# Esuper



## elephant (2 June 2008)

Has anyone got any up to date opinions (good or bad) about this organisation?


----------



## hangseng (2 June 2008)

elephant said:


> Has anyone got any up to date opinions (good or bad) about this organisation?




Yes I am using them and they have served me very well. One of the best decisions I ever made.


----------



## auric (3 June 2008)

same here best decision i made moved over from supereasy, no problems, been with them for 2 years


----------



## Julia (3 June 2008)

What sort of information do they give you re your tax return each year?

Presumably they arrange the audit?

How confident are you that the audit is genuinely done by an independent organisation in order to offer you complete protection?
How do you know this?


----------



## hangseng (3 June 2008)

Julia said:


> What sort of information do they give you re your tax return each year?
> 
> Presumably they arrange the audit?
> 
> ...




Hi Julia, good questions.

Yes they do arrange the audit. As for independence I contacted the ATO to ensure they were approved to be doing what they do before I signed up. I am yet to see what they actually do with this.

My comment was based on the service and advice offered to date. I am yet to actually have the audit but they have provided me with very clear advice and guidance to assist with compliance. The other implication of my comment was the ease of the set-up and the professional manner they dealt with the process. Very helpful and courteous as well.

I have made myself fully aware of the compliance aspects, with assistance from them and the ATO, I have no doubt my fund is compliant and I meet Trustee requirements. Also I am a certified auditor and will be watching them very closely to ensure they meet the strict auditing standards required. 

If I have have any concerns at all, I have an exceptional accountant. I will simply engage him as he is a certified auditor. This is so important to my retirement plans if there is anything untoward I would simply report to the regulator and change. So far so good and no need for concern.

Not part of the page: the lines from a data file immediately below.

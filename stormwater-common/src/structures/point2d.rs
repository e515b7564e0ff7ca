/*
This code is part of the Stormwater Tools library.
Created: 18/10/2026
Last Modified: 18/10/2026
License: MIT
*/
use std::fmt;
use std::ops::{Add, Mul, Sub};

/// A 2-D point in the planar coordinates of a vector layer.
#[derive(Default, Copy, Clone, Debug)]
pub struct Point2D {
    pub x: f64,
    pub y: f64,
}

impl fmt::Display for Point2D {
    fn fmt(&self, f: &mut fmt::Formatter) -> fmt::Result {
        write!(f, "(x: {}, y: {})", self.x, self.y)
    }
}

impl Point2D {
    pub fn new(x: f64, y: f64) -> Point2D {
        Point2D { x, y }
    }

    /// Euclidean distance between the point and another.
    pub fn distance(&self, other: &Self) -> f64 {
        self.distance_squared(other).sqrt()
    }

    pub fn distance_squared(&self, other: &Self) -> f64 {
        (self.x - other.x) * (self.x - other.x) + (self.y - other.y) * (self.y - other.y)
    }

    /// Point found a fraction `t` of the way from this point to `other`.
    pub fn lerp(&self, other: &Self, t: f64) -> Point2D {
        *self + (*other - *self) * t
    }

    pub fn nearly_equals(&self, other: &Self, precision: f64) -> bool {
        self.distance_squared(other) <= precision * precision
    }

    pub fn to_array(&self) -> [f64; 2] {
        [self.x, self.y]
    }
}

impl Eq for Point2D {}

impl PartialEq for Point2D {
    fn eq(&self, other: &Self) -> bool {
        self.x == other.x && self.y == other.y
    }
}

impl Add for Point2D {
    type Output = Point2D;
    fn add(self, rhs: Self) -> Point2D {
        Point2D {
            x: self.x + rhs.x,
            y: self.y + rhs.y,
        }
    }
}

impl Sub for Point2D {
    type Output = Point2D;
    fn sub(self, rhs: Self) -> Point2D {
        Point2D {
            x: self.x - rhs.x,
            y: self.y - rhs.y,
        }
    }
}

// scaling
impl Mul<f64> for Point2D {
    type Output = Point2D;
    fn mul(self, rhs: f64) -> Point2D {
        Point2D {
            x: self.x * rhs,
            y: self.y * rhs,
        }
    }
}

#[cfg(test)]
mod test {
    use super::Point2D;

    #[test]
    fn test_distance() {
        let p1 = Point2D::new(0.0, 0.0);
        let p2 = Point2D::new(3.0, 4.0);
        assert_eq!(p1.distance(&p2), 5.0);
        assert_eq!(p1.distance_squared(&p2), 25.0);
    }

    #[test]
    fn test_lerp() {
        let p1 = Point2D::new(2.0, 2.0);
        let p2 = Point2D::new(6.0, 10.0);
        assert_eq!(p1.lerp(&p2, 0.0), p1);
        assert_eq!(p1.lerp(&p2, 1.0), p2);
        assert_eq!(p1.lerp(&p2, 0.5), Point2D::new(4.0, 6.0));
    }
}
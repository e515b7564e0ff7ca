/*
This code is part of the Stormwater Tools library.
Created: 18/10/2026
Last Modified: 18/10/2026
License: MIT
*/

use super::attributes::{AttributeField, FieldData, MAX_FIELD_NAME_LENGTH};
use super::Shapefile;
use std::collections::BTreeMap;
use std::io::{Error, ErrorKind};

/// A buffered edit of a layer's attribute table.
///
/// Field additions, field widening and value changes are held by the session
/// and only reach the layer, and its files, when `commit_changes` succeeds.
/// Dropping the session or calling `rollback` discards them. The session
/// mutably borrows the layer, so no other edit can be open at the same time.
pub struct EditSession<'a> {
    layer: &'a mut Shapefile,
    added_fields: Vec<AttributeField>,
    resized_fields: BTreeMap<usize, u8>,
    changes: BTreeMap<(usize, usize), FieldData>,
}

impl<'a> EditSession<'a> {
    pub(crate) fn new(layer: &'a mut Shapefile) -> EditSession<'a> {
        EditSession {
            layer,
            added_fields: vec![],
            resized_fields: BTreeMap::new(),
            changes: BTreeMap::new(),
        }
    }

    pub fn num_records(&self) -> usize {
        self.layer.num_records()
    }

    pub fn num_fields(&self) -> usize {
        self.layer.attributes.num_fields() + self.added_fields.len()
    }

    /// Case-sensitive field lookup, including fields added in this session.
    pub fn field_index(&self, name: &str) -> Option<usize> {
        self.layer.attributes.get_field_num(name).or_else(|| {
            self.added_fields
                .iter()
                .position(|f| f.name == name)
                .map(|i| i + self.layer.attributes.num_fields())
        })
    }

    /// Returns the field as it will be written, with any pending widening.
    pub fn field(&self, index: usize) -> Option<AttributeField> {
        let existing = self.layer.attributes.num_fields();
        if index < existing {
            let mut field = self.layer.attributes.get_field(index)?.clone();
            if let Some(len) = self.resized_fields.get(&index) {
                field.field_length = *len;
            }
            Some(field)
        } else {
            self.added_fields.get(index - existing).cloned()
        }
    }

    /// Adds a field to the schema and returns its index. Every existing
    /// record holds Null for the new field until a value is set. Names must
    /// fit a dBase descriptor, so they are stored exactly as given.
    pub fn add_attribute(&mut self, field: &AttributeField) -> Result<usize, Error> {
        if field.name.is_empty() || field.name.len() > MAX_FIELD_NAME_LENGTH {
            return Err(Error::new(
                ErrorKind::InvalidInput,
                format!(
                    "Field name '{}' must be 1 to {} bytes long.",
                    field.name, MAX_FIELD_NAME_LENGTH
                ),
            ));
        }
        if self.field_index(&field.name).is_some() {
            return Err(Error::new(
                ErrorKind::AlreadyExists,
                format!("The layer already has a field named {}.", field.name),
            ));
        }
        self.added_fields.push(field.clone());
        Ok(self.num_fields() - 1)
    }

    /// Grows a field's width. Requests that would shrink it are ignored.
    pub fn widen_field(&mut self, index: usize, length: u8) -> Result<(), Error> {
        let current = self
            .field(index)
            .ok_or_else(|| field_error(index))?
            .field_length;
        if length <= current {
            return Ok(());
        }
        let existing = self.layer.attributes.num_fields();
        if index < existing {
            self.resized_fields.insert(index, length);
        } else {
            self.added_fields[index - existing].field_length = length;
        }
        Ok(())
    }

    /// Buffers a new value for one attribute of one feature. A later change
    /// to the same cell replaces an earlier one.
    pub fn change_attribute_value(
        &mut self,
        fid: usize,
        field_index: usize,
        value: FieldData,
    ) -> Result<(), Error> {
        if fid >= self.num_records() {
            return Err(Error::new(
                ErrorKind::InvalidInput,
                format!("Feature {} does not exist.", fid),
            ));
        }
        let field = self.field(field_index).ok_or_else(|| field_error(field_index))?;
        // fail now rather than at commit if the value can't be stored
        field.format_value(&value)?;
        self.changes.insert((fid, field_index), value);
        Ok(())
    }

    pub fn num_pending_changes(&self) -> usize {
        self.changes.len()
    }

    pub fn is_modified(&self) -> bool {
        !self.added_fields.is_empty() || !self.resized_fields.is_empty() || !self.changes.is_empty()
    }

    /// Applies the buffered edits and writes the layer back to its own file.
    pub fn commit_changes(self) -> Result<(), Error> {
        let file_name = self.layer.file_name.clone();
        self.commit_changes_to(&file_name)
    }

    /// Applies the buffered edits and writes the layer to `file_name`. The
    /// layer then refers to that file. On error the layer and any files are
    /// left as they were.
    pub fn commit_changes_to(self, file_name: &str) -> Result<(), Error> {
        let EditSession {
            layer,
            added_fields,
            resized_fields,
            changes,
        } = self;
        let mut attributes = layer.attributes.clone();
        for (index, length) in resized_fields {
            attributes.set_field_length(index, length)?;
        }
        for field in &added_fields {
            attributes.add_field(field);
        }
        for ((fid, field_index), value) in changes {
            attributes.set_value(fid, field_index, value)?;
        }

        layer.calculate_extent();
        layer.write_files(file_name, &attributes)?;
        layer.attributes = attributes;
        layer.file_name = file_name.to_string();
        Ok(())
    }

    /// Discards every buffered edit.
    pub fn rollback(self) {}
}

fn field_error(index: usize) -> Error {
    Error::new(
        ErrorKind::InvalidInput,
        format!("Field {} does not exist.", index),
    )
}
/*
This code is part of the Stormwater Tools library.
Created: 18/10/2026
Last Modified: 18/10/2026
License: MIT
*/

use super::error::NodeResolutionError;
use super::NodeFieldNames;
use stormwater_common::structures::Point2D;
use stormwater_vector::{ShapeType, Shapefile, MAX_TEXT_FIELD_LENGTH};

#[derive(Debug, Clone, PartialEq)]
pub struct PitRecord {
    pub fid: usize,
    pub asset_id: String,
    pub elevation: f64,
    pub point: Point2D,
}

/// The validated pits of a run, in feature ID order. Pits without a geometry
/// have no location and are left out.
#[derive(Debug, Default, Clone)]
pub struct PitTable {
    records: Vec<PitRecord>,
}

impl PitTable {
    pub fn load(pits: &Shapefile, fields: &NodeFieldNames) -> Result<PitTable, NodeResolutionError> {
        if pits.header.shape_type.base_shape_type() != ShapeType::Point {
            return Err(NodeResolutionError::WrongShapeType {
                layer: pits.get_short_filename(),
                expected: ShapeType::Point,
                found: pits.header.shape_type,
            });
        }
        if pits.num_records() == 0 {
            return Err(NodeResolutionError::EmptyPitLayer);
        }
        let missing = |field: &str| NodeResolutionError::MissingField {
            layer: pits.get_short_filename(),
            field: field.to_string(),
        };
        let id_field = pits
            .attributes
            .get_field_num(&fields.asset_id)
            .ok_or_else(|| missing(&fields.asset_id))?;
        let elev_field = pits
            .attributes
            .get_field_num(&fields.elevation)
            .ok_or_else(|| missing(&fields.elevation))?;

        let mut records = Vec::with_capacity(pits.num_records());
        for fid in 0..pits.num_records() {
            let point = match pits.get_record(fid) {
                Some(g) if !g.is_null() => g.points[0],
                _ => continue,
            };
            let asset_id = pits
                .attributes
                .get_value(fid, id_field)
                .and_then(|v| v.as_string())
                .ok_or(NodeResolutionError::MissingAssetId { fid })?;
            // longer IDs could only be stored truncated
            if asset_id.len() > MAX_TEXT_FIELD_LENGTH {
                return Err(NodeResolutionError::AssetIdTooLong {
                    fid,
                    length: asset_id.len(),
                });
            }
            let elevation = pits
                .attributes
                .get_value(fid, elev_field)
                .and_then(|v| v.as_f64())
                .filter(|z| z.is_finite())
                .ok_or(NodeResolutionError::InvalidElevation { fid })?;
            records.push(PitRecord {
                fid,
                asset_id,
                elevation,
                point,
            });
        }

        if records.is_empty() {
            return Err(NodeResolutionError::EmptyPitLayer);
        }
        Ok(PitTable { records })
    }

    pub fn len(&self) -> usize {
        self.records.len()
    }

    pub fn is_empty(&self) -> bool {
        self.records.is_empty()
    }

    pub fn get(&self, index: usize) -> Option<&PitRecord> {
        self.records.get(index)
    }

    pub fn iter(&self) -> impl Iterator<Item = &PitRecord> {
        self.records.iter()
    }

    /// Length, in bytes, of the longest asset ID.
    pub fn longest_asset_id(&self) -> usize {
        self.records
            .iter()
            .map(|r| r.asset_id.len())
            .max()
            .unwrap_or(0)
    }
}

But that's me. So far my returns are exceptional and by far exceed the performance of my old fund, which is the main criteria of providing for fund members long term benefit in retirement.

Sorry for the long reply


----------



## Julia (4 June 2008)

Thanks, Hang Seng.   As far as I know E-super don't accept people who already have their Fund set up so not possible to switch to them for me.
If anyone knows to the contrary could they please let me know.
Thanks.


----------



## bigdog (23 February 2013)

Julia said:


> Thanks, Hang Seng.   As far as I know E-super don't accept people who already have their Fund set up so not possible to switch to them for me.
> If anyone knows to the contrary could they please let me know.
> Thanks.




*eSuper now accept existing SMSF's*

*Transition Existing SMSF * 

If you already have an Existing SMSF, ESUPERFUND can attend to the annual compliance obligations for that SMSF.  The process to transition an Existing SMSF to ESUPERFUND is detailed below. 

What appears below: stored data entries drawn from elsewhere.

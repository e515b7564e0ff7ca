/*
This code is part of the Stormwater Tools library.
Created: 18/10/2026
Last Modified: 18/10/2026
License: MIT
*/

use super::Point2D;

/// A single connected sequence of vertices, e.g. one part of a pipe feature.
#[derive(Default, Clone, Debug, PartialEq)]
pub struct Polyline {
    pub vertices: Vec<Point2D>,
    pub id: usize,
}

impl Polyline {
    /// Creates a new Polyline from vertices
    pub fn new(vertices: &[Point2D], id: usize) -> Polyline {
        Polyline {
            vertices: vertices.to_vec(),
            id,
        }
    }

    /// returns the number of vertices
    pub fn len(&self) -> usize {
        self.vertices.len()
    }

    pub fn is_empty(&self) -> bool {
        self.vertices.is_empty()
    }

    /// Returns the feature geometric length.
    pub fn length(&self) -> f64 {
        self.vertices
            .windows(2)
            .map(|w| w[0].distance(&w[1]))
            .sum()
    }

    pub fn first_vertex(&self) -> Option<Point2D> {
        self.vertices.first().copied()
    }

    pub fn last_vertex(&self) -> Option<Point2D> {
        self.vertices.last().copied()
    }

    /// Returns the point found `distance` units along the line, measured from
    /// the first vertex. Distances outside of `[0, length]` are clamped to the
    /// line's end points. Returns `None` for a line without vertices.
    pub fn interpolate(&self, distance: f64) -> Option<Point2D> {
        let first = self.first_vertex()?;
        if distance <= 0f64 {
            return Some(first);
        }
        let mut travelled = 0f64;
        for w in self.vertices.windows(2) {
            let seg_len = w[0].distance(&w[1]);
            if seg_len > 0f64 && travelled + seg_len >= distance {
                let t = (distance - travelled) / seg_len;
                if t >= 1f64 {
                    return Some(w[1]);
                }
                return Some(w[0].lerp(&w[1], t));
            }
            travelled += seg_len;
        }
        self.last_vertex()
    }
}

http://www.esuperfund.com.au/Home/Setup/TransitionExistingSMSF.aspx

I would be interested to hear from members that have transferred the SMSF to eSuper

I am very interested in the experiences, advantages and disadvantages!


----------



## IFocus (23 February 2013)

bigdog said:


> *eSuper now accept existing SMSF's*
> 
> *Transition Existing SMSF *
> 
> ...




I would also be interested in anyone's experiences transferring, the costs are easily 1/2 what I currently pay.

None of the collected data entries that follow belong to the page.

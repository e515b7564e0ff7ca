/*
This code is part of the Stormwater Tools library.
Created: 18/10/2026
Last Modified: 18/10/2026
License: MIT
*/
use byteorder::{BigEndian, LittleEndian, ReadBytesExt};
use std::io::prelude::*;
use std::io::{Result, SeekFrom};

/// Reads numbers from a seekable source in a switchable byte order. The
/// Shapefile format mixes big- and little-endian words within one header, so
/// callers flip the order as they go.
pub struct ByteOrderReader<R: Read + Seek> {
    is_le: bool,
    reader: R,
    pos: usize,
    len: usize,
}

impl<R: Read + Seek> ByteOrderReader<R> {
    pub fn new(mut reader: R, byte_order: Endianness) -> Result<ByteOrderReader<R>> {
        let len = reader.seek(SeekFrom::End(0))? as usize;
        reader.seek(SeekFrom::Start(0))?;
        Ok(ByteOrderReader {
            is_le: byte_order == Endianness::LittleEndian,
            reader,
            pos: 0usize,
            len,
        })
    }

    pub fn set_byte_order(&mut self, byte_order: Endianness) {
        self.is_le = byte_order == Endianness::LittleEndian;
    }

    pub fn seek(&mut self, position: usize) -> Result<()> {
        self.pos = position;
        self.reader.seek(SeekFrom::Start(self.pos as u64))?;
        Ok(())
    }

    pub fn inc_pos(&mut self, skip: usize) -> Result<()> {
        self.seek(self.pos + skip)
    }

    pub fn pos(&self) -> usize {
        self.pos
    }

    pub fn len(&self) -> usize {
        self.len
    }

    pub fn is_empty(&self) -> bool {
        self.len == 0
    }

    /// Reads `length` bytes as text, replacing invalid UTF-8 sequences.
    pub fn read_utf8(&mut self, length: usize) -> Result<String> {
        let mut bytes = vec![0u8; length];
        self.reader.read_exact(&mut bytes)?;
        self.pos += length;
        Ok(String::from_utf8_lossy(&bytes).to_string())
    }

    pub fn read_u8(&mut self) -> Result<u8> {
        self.pos += 1;
        self.reader.read_u8()
    }

    pub fn peek_u8(&mut self) -> Result<u8> {
        let val = self.reader.read_u8();
        self.seek(self.pos)?;
        val
    }

    pub fn read_u16(&mut self) -> Result<u16> {
        self.pos += 2;
        if self.is_le {
            return self.reader.read_u16::<LittleEndian>();
        }
        self.reader.read_u16::<BigEndian>()
    }

    pub fn read_u32(&mut self) -> Result<u32> {
        self.pos += 4;
        if self.is_le {
            return self.reader.read_u32::<LittleEndian>();
        }
        self.reader.read_u32::<BigEndian>()
    }

    pub fn read_i32(&mut self) -> Result<i32> {
        self.pos += 4;
        if self.is_le {
            return self.reader.read_i32::<LittleEndian>();
        }
        self.reader.read_i32::<BigEndian>()
    }

    pub fn read_f64(&mut self) -> Result<f64> {
        self.pos += 8;
        if self.is_le {
            return self.reader.read_f64::<LittleEndian>();
        }
        self.reader.read_f64::<BigEndian>()
    }
}

#[derive(Debug, Copy, Clone, PartialEq)]
pub enum Endianness {
    LittleEndian,
    BigEndian,
}

impl Default for Endianness {
    fn default() -> Endianness {
        Endianness::LittleEndian
    }
}
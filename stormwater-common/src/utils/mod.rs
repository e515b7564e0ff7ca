// private sub-module defined in other files
mod byte_order_reader;
mod byte_order_writer;

// exports identifiers from private sub-modules in the current module namespace
pub use self::byte_order_reader::ByteOrderReader;
pub use self::byte_order_reader::Endianness;
pub use self::byte_order_writer::ByteOrderWriter;

use std::path;
use std::time::Instant;

/// Returns a formatted string of elapsed time, e.g.
/// `1min 34.852s`
pub fn get_formatted_elapsed_time(instant: Instant) -> String {
    let dur = instant.elapsed();
    let minutes = dur.as_secs() / 60;
    let sub_sec = dur.as_secs() % 60;
    let sub_milli = dur.subsec_millis();
    if minutes > 0 {
        return format!("{}min {}.{:03}s", minutes, sub_sec, sub_milli);
    }
    format!("{}.{:03}s", sub_sec, sub_milli)
}

/// Word-wraps `val` to `width` columns; paragraphs are separated by blank lines.
pub fn wrapped_text(val: &str, width: usize) -> String {
    let paragraphs: Vec<&str> = val.split("\n\n").collect();
    let mut ret = String::new();
    for (i, para) in paragraphs.iter().enumerate() {
        let s = para.replace('\n', " ");
        let mut line = String::new();
        for word in s.split_whitespace() {
            if line.is_empty() {
                line.push_str(word);
            } else if line.len() + word.len() + 1 <= width {
                line.push(' ');
                line.push_str(word);
            } else {
                ret.push_str(&line);
                ret.push('\n');
                line = word.to_string();
            }
        }
        ret.push_str(&line);
        if i < paragraphs.len() - 1 {
            ret.push_str("\n\n");
        }
    }
    ret
}

pub fn wrapped_print(val: &str, width: usize) {
    println!("{}", wrapped_text(val, width));
}

/// Prints the boxed banner shown at the start of every verbose tool run.
pub fn print_welcome(tool_name: &str) {
    let welcome_len = format!("* Welcome to {} *", tool_name).len().max(31);
    // 31 = length of the 'Powered by' statement.
    println!("{}", "*".repeat(welcome_len));
    println!(
        "* Welcome to {} {}*",
        tool_name,
        " ".repeat(welcome_len - 15 - tool_name.len())
    );
    println!("* Powered by Stormwater Tools {}*", " ".repeat(welcome_len - 31));
    println!("{}", "*".repeat(welcome_len));
}

/// Prefixes a bare file name with the working directory. Names that already
/// carry a directory component are returned unchanged.
pub fn resolve_file_name(file_name: &str, working_directory: &str) -> String {
    if file_name.contains(path::MAIN_SEPARATOR) || file_name.contains('/') {
        return file_name.to_string();
    }
    let sep = path::MAIN_SEPARATOR.to_string();
    if working_directory.is_empty() || working_directory.ends_with(&sep) {
        format!("{}{}", working_directory, file_name)
    } else {
        format!("{}{}{}", working_directory, sep, file_name)
    }
}

#[cfg(test)]
mod test {
    use super::{resolve_file_name, wrapped_text};
    use std::path;

    #[test]
    fn test_wrapped_text() {
        let s = wrapped_text("one two three four\n\nfive", 9);
        assert_eq!(s, "one two\nthree\nfour\n\nfive");
    }

    #[test]
    fn test_resolve_file_name() {
        let sep = path::MAIN_SEPARATOR;
        assert_eq!(
            resolve_file_name("pits.shp", &format!("data{}", sep)),
            format!("data{}pits.shp", sep)
        );
        assert_eq!(
            resolve_file_name("pits.shp", "data"),
            format!("data{}pits.shp", sep)
        );
        assert_eq!(resolve_file_name("a/pits.shp", "data"), "a/pits.shp");
        assert_eq!(resolve_file_name("pits.shp", ""), "pits.shp");
    }
}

Also be really interested if anyone has linked IB to their account.


----------



## sydboy007 (23 February 2013)

I brought up running my own SMSF with my financial adviser last year.  I'd see the esuper add for the free set up and first year free audit deal and thought the annual cost was quite competitive against what I was currently paying in an industry fund.

He said that he'd been with esuper for a few years and had been happy with their service, and there's quite a few in the industry that also use them.

The few times I've emailed them with a question I've ha da prompt reply that's been easy to follow.

So far so good and I'm really enjoying having the complete controll and visibility that you get.


----------